Records for the exercise:
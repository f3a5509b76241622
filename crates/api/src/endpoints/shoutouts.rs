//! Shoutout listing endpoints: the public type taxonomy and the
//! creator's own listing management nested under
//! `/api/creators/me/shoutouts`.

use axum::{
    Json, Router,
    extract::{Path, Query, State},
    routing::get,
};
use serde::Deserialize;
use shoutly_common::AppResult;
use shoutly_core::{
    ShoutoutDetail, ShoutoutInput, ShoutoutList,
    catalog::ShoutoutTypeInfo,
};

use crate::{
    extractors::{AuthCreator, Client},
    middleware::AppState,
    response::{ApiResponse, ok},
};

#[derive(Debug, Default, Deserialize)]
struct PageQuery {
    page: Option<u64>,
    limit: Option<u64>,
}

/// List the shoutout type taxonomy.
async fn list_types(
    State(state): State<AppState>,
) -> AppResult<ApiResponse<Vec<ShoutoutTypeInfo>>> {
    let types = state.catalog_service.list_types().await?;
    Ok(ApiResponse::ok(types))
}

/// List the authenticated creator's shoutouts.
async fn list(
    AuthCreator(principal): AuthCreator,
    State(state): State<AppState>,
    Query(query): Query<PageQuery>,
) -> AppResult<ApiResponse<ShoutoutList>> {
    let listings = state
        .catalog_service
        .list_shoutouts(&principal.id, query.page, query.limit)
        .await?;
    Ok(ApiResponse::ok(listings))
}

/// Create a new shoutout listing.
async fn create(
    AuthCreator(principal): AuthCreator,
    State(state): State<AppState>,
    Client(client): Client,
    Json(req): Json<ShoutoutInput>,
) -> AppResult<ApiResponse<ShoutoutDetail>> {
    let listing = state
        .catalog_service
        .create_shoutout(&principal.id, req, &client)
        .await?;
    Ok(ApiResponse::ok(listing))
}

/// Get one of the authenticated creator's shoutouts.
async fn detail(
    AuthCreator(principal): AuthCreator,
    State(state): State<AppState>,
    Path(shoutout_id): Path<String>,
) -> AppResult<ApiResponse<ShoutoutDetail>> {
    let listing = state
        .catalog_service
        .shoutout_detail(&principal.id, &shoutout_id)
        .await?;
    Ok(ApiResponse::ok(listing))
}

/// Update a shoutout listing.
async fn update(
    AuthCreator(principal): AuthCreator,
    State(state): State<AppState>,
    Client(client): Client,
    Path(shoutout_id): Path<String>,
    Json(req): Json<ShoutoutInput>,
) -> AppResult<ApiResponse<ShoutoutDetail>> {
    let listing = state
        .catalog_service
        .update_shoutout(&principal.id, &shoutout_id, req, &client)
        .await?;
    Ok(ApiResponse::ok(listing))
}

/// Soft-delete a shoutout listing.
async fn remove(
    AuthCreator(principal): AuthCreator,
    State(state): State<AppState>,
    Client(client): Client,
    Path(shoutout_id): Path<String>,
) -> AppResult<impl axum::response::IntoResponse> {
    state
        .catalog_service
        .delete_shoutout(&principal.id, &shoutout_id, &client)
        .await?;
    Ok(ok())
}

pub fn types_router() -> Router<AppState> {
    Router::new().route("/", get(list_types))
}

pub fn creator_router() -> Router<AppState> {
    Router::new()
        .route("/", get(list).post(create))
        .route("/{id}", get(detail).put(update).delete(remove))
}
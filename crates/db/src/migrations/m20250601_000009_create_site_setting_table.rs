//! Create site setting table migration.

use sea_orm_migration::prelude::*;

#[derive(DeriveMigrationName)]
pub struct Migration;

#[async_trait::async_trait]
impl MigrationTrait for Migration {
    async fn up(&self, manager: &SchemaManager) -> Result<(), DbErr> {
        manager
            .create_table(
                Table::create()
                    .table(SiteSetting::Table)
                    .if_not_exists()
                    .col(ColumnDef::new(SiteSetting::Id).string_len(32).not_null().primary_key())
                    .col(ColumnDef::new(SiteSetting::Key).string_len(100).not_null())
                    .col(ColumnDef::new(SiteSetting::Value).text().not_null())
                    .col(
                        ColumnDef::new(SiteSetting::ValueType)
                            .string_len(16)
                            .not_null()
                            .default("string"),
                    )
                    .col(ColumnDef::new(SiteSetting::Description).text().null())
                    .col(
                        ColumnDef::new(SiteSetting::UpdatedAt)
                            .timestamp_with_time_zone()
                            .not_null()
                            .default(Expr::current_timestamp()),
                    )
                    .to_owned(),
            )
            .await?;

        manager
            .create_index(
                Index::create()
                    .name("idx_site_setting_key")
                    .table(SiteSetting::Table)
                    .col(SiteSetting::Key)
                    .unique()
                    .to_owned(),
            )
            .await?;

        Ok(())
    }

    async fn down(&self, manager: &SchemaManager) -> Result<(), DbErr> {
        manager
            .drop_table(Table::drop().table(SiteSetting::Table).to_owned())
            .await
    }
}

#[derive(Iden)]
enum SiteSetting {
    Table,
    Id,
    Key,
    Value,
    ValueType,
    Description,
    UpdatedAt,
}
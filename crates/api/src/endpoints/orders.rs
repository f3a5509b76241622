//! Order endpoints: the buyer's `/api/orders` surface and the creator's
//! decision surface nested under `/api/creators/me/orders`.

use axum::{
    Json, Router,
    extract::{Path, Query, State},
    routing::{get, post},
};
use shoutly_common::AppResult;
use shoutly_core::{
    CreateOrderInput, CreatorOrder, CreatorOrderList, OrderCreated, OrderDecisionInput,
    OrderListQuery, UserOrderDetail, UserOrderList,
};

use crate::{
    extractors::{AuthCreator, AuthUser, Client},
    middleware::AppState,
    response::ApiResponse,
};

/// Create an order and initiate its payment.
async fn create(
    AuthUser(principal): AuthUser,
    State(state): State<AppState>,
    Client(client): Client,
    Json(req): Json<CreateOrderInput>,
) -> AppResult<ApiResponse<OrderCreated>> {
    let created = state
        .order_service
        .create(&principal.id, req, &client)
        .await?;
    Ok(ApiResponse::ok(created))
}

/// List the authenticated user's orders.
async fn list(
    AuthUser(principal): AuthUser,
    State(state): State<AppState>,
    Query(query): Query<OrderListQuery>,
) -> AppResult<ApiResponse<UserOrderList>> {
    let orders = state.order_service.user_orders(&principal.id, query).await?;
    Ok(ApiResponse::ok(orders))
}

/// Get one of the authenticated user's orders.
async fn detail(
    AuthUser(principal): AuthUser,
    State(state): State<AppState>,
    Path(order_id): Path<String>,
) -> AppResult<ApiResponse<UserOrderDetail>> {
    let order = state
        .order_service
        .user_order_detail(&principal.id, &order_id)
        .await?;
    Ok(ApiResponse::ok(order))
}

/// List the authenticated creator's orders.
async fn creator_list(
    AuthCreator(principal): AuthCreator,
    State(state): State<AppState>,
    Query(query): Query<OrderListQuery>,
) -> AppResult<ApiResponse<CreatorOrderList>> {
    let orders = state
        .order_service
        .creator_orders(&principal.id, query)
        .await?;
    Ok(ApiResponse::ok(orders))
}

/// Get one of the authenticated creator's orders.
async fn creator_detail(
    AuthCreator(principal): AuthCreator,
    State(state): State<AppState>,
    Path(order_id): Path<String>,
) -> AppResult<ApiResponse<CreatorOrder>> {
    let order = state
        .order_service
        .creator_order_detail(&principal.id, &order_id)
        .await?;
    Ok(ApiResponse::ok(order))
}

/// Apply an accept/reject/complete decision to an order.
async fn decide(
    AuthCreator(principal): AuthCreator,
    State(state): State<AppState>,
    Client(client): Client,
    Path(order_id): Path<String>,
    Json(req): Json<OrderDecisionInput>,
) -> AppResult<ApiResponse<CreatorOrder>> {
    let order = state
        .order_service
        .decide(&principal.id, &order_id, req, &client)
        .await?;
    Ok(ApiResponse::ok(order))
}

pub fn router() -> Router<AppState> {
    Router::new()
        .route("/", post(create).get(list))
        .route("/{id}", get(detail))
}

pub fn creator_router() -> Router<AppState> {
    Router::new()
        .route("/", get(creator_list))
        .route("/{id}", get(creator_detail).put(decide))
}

Aim of the exercise: Lines above that have "struct": copy each of them.

Answer box:
struct PageQuery {
pub struct Migration;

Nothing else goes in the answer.